More broadly, accurate patient identity is at the core of the kind of data sharing that is vital to population health efforts and coordinated care approaches, LaRow says.

“The electronic health record (EHR) systems are now gathering much more data than ever before and that’s a good start. We’re also seeing an avalanche of start-up technologies that hospitals are interested in, technologies that don’t come from EHRs vendors. From a standards perspective, there has been a lot of work done with Health Level Seven (HL7) to make healthcare technologies interoperable at a connection level, a communication level.”

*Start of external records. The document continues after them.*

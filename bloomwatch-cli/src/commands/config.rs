//! Configuration management CLI commands.
//!
//! Provides `config path`, `config show` and `config init`.

use bloomwatch::config::{config_file_path, ConfigFile, ENV_OVERRIDES};
use clap::Subcommand;

use crate::error::CliError;

/// Config subcommands.
#[derive(Debug, Subcommand)]
pub enum ConfigCommands {
    /// Show the configuration file path
    Path,

    /// Print the effective configuration (file plus environment overrides)
    Show,

    /// Write a default configuration file
    Init {
        /// Overwrite an existing file
        #[arg(long)]
        force: bool,
    },
}

/// Run a config subcommand.
pub fn run(command: ConfigCommands) -> Result<(), CliError> {
    match command {
        ConfigCommands::Path => run_path(),
        ConfigCommands::Show => run_show(),
        ConfigCommands::Init { force } => run_init(force),
    }
}

fn run_path() -> Result<(), CliError> {
    println!("{}", config_file_path().display());
    Ok(())
}

fn run_show() -> Result<(), CliError> {
    let config = ConfigFile::load()?;
    let overridden: Vec<&str> = ENV_OVERRIDES
        .iter()
        .copied()
        .filter(|name| std::env::var_os(name).is_some())
        .collect();

    println!("; source: {}", config_file_path().display());
    if !overridden.is_empty() {
        println!("; overridden from environment: {}", overridden.join(", "));
    }
    print!("{}", config.to_ini_string());
    Ok(())
}

fn run_init(force: bool) -> Result<(), CliError> {
    let path = config_file_path();

    if path.exists() && !force {
        println!("Configuration already exists at {}", path.display());
        println!("Use --force to overwrite it with defaults.");
        return Ok(());
    }

    ConfigFile::default().save_to(&path)?;
    println!("Wrote default configuration to {}", path.display());
    Ok(())
}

He continues, “But the one big thing missing from all these interactions from EHR systems and this new breed of new applications is interoperability at the identity level. It’s a whole new idea. So you can have interoperability at the technical level, and everybody has seen that it has gotten the industry just so far and there has been major strides forward, but people feel limited in the inter-connectability of systems. And the big stumbling block right now is the lack of identity interoperability. All of these systems need to know that they are talking about the same person and to do that, everybody could implement their own matching system on premise, at the hospitals, and try to exchange identity linkages with each side matching for everybody else, but ultimately, that’s an end-to- end problem that falls apart at scale. Population health and the need to do analytics across many different databases requires identity interoperability, and coordinated care also requires identity interoperability, and I think that idea is going to become more common.”